Unfortunately, designers may have better eyesight than many of us who use the sites they produce, leading to sites that are perfectly responsive in showing type that’s too small to read. I’m sure you’ve had the experience as often as I have of squinting and leaning in more closely to read the type on a page or puzzle out a symbol.
You likely know that you can use keyboard shortcuts in Safari for macOS (and other browsers) to scale the contents of the page larger and smaller. Press Command-hyphen (used here as a “minus”) to shrink everything on a page relative to its 100 percent scale. Press Command-equal sign (used here for the plus sign also found on the key) to enlarge a page. (Safari recognizes the intent without you need to press Shift to directly “type” the plus sign. You can type Command-= or Command-Shift-=.)

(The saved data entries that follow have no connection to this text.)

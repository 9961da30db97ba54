//! End-to-end tests for the item rule set
//!
//! These tests drive the caller-facing flow: snapshot the candidate into a
//! collector, run the validator through the checked entry point, then branch
//! on the accumulated violations.

use serde_json::json;
use veto_core::{
    run_validator, Error, ErrorCollector, Item, ItemValidator, ViolationScope, ITEM_KIND,
};

fn validate(item: &Item) -> ErrorCollector {
    let mut errors = ErrorCollector::for_target(ITEM_KIND, item).unwrap();
    run_validator(&ItemValidator, ITEM_KIND, item, &mut errors).unwrap();
    errors
}

#[test]
fn test_clean_item_passes() {
    let errors = validate(&Item::new(Some("Book"), Some(1_500), Some(10)));
    assert!(!errors.has_errors());
    assert_eq!(errors.error_count(), 0);
}

#[test]
fn test_all_field_rules_run_without_short_circuiting() {
    // Three independently bad fields; every rule must fire in one pass.
    let errors = validate(&Item::new(Some(""), Some(500), Some(10_000)));

    assert!(errors.has_errors());
    assert_eq!(errors.error_count(), 3);
    assert!(errors.has_field_errors("itemName"));
    assert!(errors.has_field_errors("price"));
    assert!(errors.has_field_errors("quantity"));

    // price * quantity = 5_000_000, over the total minimum, so the
    // cross-field rule evaluated but added nothing.
    assert!(errors.global_errors().is_empty());
}

#[test]
fn test_violations_keep_evaluation_order() {
    let errors = validate(&Item::new(Some(""), Some(500), Some(10_000)));
    let fields: Vec<_> = errors
        .violations()
        .iter()
        .map(|v| v.field.as_deref().unwrap())
        .collect();
    assert_eq!(fields, vec!["itemName", "price", "quantity"]);
}

#[test]
fn test_cross_field_rule_fires_on_raw_values() {
    // price fails its range rule, yet still feeds the total computation.
    let errors = validate(&Item::new(Some("Book"), Some(100), Some(1)));

    assert!(errors.has_field_errors("price"));
    let globals = errors.global_errors();
    assert_eq!(globals.len(), 1);
    assert_eq!(globals[0].scope, ViolationScope::Global);
    assert_eq!(globals[0].codes, vec!["totalPriceMin.item", "totalPriceMin"]);
    assert_eq!(globals[0].arguments, vec![json!(10_000), json!(100)]);
}

#[test]
fn test_rejected_values_echo_the_submission() {
    let errors = validate(&Item::new(Some("  "), Some(500), Some(10_000)));

    assert_eq!(
        errors.field_errors("itemName")[0].rejected_value,
        Some(json!("  "))
    );
    assert_eq!(errors.field_errors("price")[0].rejected_value, Some(json!(500)));
    assert_eq!(
        errors.field_errors("quantity")[0].rejected_value,
        Some(json!(10_000))
    );
}

#[test]
fn test_absent_price_is_rejected_as_absent() {
    let errors = validate(&Item::new(Some("Book"), None, Some(10)));

    let price_errors = errors.field_errors("price");
    assert_eq!(price_errors.len(), 1);
    assert_eq!(price_errors[0].rejected_value, None);
    assert_eq!(price_errors[0].arguments, vec![json!(1_000), json!(1_000_000)]);
}

#[test]
fn test_field_codes_carry_the_type_tier_for_present_values() {
    let errors = validate(&Item::new(Some(""), Some(500), Some(10)));

    assert_eq!(
        errors.field_errors("itemName")[0].codes,
        vec![
            "required.item.itemName",
            "required.itemName",
            "required.String",
            "required",
        ]
    );
    assert_eq!(
        errors.field_errors("price")[0].codes,
        vec!["range.item.price", "range.price", "range.Integer", "range"]
    );
}

#[test]
fn test_unsupported_kind_is_a_wiring_error() {
    let item = Item::default();
    let mut errors = ErrorCollector::for_target("order", &item).unwrap();
    let result = run_validator(&ItemValidator, "order", &item, &mut errors);

    assert!(matches!(result, Err(Error::UnsupportedTarget { .. })));
    assert!(!errors.has_errors());
}

#[test]
fn test_target_snapshot_supports_redisplay() {
    let errors = validate(&Item::new(Some(""), Some(500), None));
    assert_eq!(errors.object_name(), "item");
    assert_eq!(errors.target()["price"], json!(500));
    // Absent fields are absent from the snapshot, not defaulted.
    assert!(errors.target().get("quantity").is_none());
}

Some sites take this enlargement and reduction better than others. Press Command-0 (zero) to take the site back to Actual Size, whatever that means in a relative world.

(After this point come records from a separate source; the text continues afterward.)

//! Message-code resolution
//!
//! This module turns an error code plus the identity of what was rejected
//! into an ordered list of catalog lookup keys, most specific first. A
//! catalog may define a message at any tier (exact object+field, field name
//! alone, value type alone, or a bare default) and the most specific
//! definition wins at render time.
//!
//! Copyright (c) 2025 Veto Team
//! Licensed under the Apache-2.0 license

/// Strategy for deriving candidate message codes for a violation.
///
/// Implementations must be pure: no side effects, and identical inputs must
/// always produce element-wise identical output.
pub trait CodeResolver {
    /// Candidate codes for an object-level (global) violation.
    fn resolve_object_codes(&self, error_code: &str, object_name: &str) -> Vec<String>;

    /// Candidate codes for a field-level violation.
    ///
    /// `field_type` is the value-shape name of the rejected field when it is
    /// known (see [`value_type_name`]); `None` skips the type tier.
    fn resolve_field_codes(
        &self,
        error_code: &str,
        object_name: &str,
        field: &str,
        field_type: Option<&str>,
    ) -> Vec<String>;
}

/// Default code resolver producing the standard fallback chain.
///
/// Object violations resolve to two codes:
///
/// 1. `code.objectName`
/// 2. `code`
///
/// Field violations resolve to up to four, deduplicated in order of first
/// occurrence:
///
/// 1. `code.objectName.field`
/// 2. `code.field`
/// 3. `code.fieldType` (only when the type is known)
/// 4. `code`
#[derive(Debug, Clone, Copy, Default)]
pub struct DefaultCodeResolver;

impl CodeResolver for DefaultCodeResolver {
    fn resolve_object_codes(&self, error_code: &str, object_name: &str) -> Vec<String> {
        vec![
            format!("{}.{}", error_code, object_name),
            error_code.to_string(),
        ]
    }

    fn resolve_field_codes(
        &self,
        error_code: &str,
        object_name: &str,
        field: &str,
        field_type: Option<&str>,
    ) -> Vec<String> {
        let mut codes = Vec::with_capacity(4);
        push_unique(
            &mut codes,
            format!("{}.{}.{}", error_code, object_name, field),
        );
        push_unique(&mut codes, format!("{}.{}", error_code, field));
        if let Some(ty) = field_type {
            push_unique(&mut codes, format!("{}.{}", error_code, ty));
        }
        push_unique(&mut codes, error_code.to_string());
        codes
    }
}

fn push_unique(codes: &mut Vec<String>, code: String) {
    if !codes.contains(&code) {
        codes.push(code);
    }
}

/// Value-shape name used for the type tier of field codes.
///
/// Absent and null fields have no known type and return `None`.
pub fn value_type_name(value: &serde_json::Value) -> Option<&'static str> {
    use serde_json::Value;

    match value {
        Value::Null => None,
        Value::Bool(_) => Some("Boolean"),
        Value::Number(n) if n.is_f64() => Some("Float"),
        Value::Number(_) => Some("Integer"),
        Value::String(_) => Some("String"),
        Value::Array(_) => Some("Array"),
        Value::Object(_) => Some("Object"),
    }
}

However, what you may be unaware of is that Safari retains these zoom preferences in a way that lets you modify them later and set and overall default. Go to Safari > Preferences > Websites and click Zoom. Here you see a list of the zoom percentage for sites in open tabs and windows, as well as any custom zoom values you’ve set for other sites visited with the browser.
You can also use the “When visiting other websites” pop-up menu to change the default zoom for any site you subsequently visit.
Apple offers another kind of zoom as part of its accessibility features that can trip you up because the keyboard shortcuts are nearly identical. Accessibility’s Zoom option enlarges the entire display in intervals above 100 percent. Press Command-Option-equal sign to enlarge the display and Command-Option-hyphen to reduce it. The minimum is 100 percent. (Command-Option-8 toggles between your last enlargement and 100 percent.) The Zoom view in the Accessibility preference pane offers more customization options.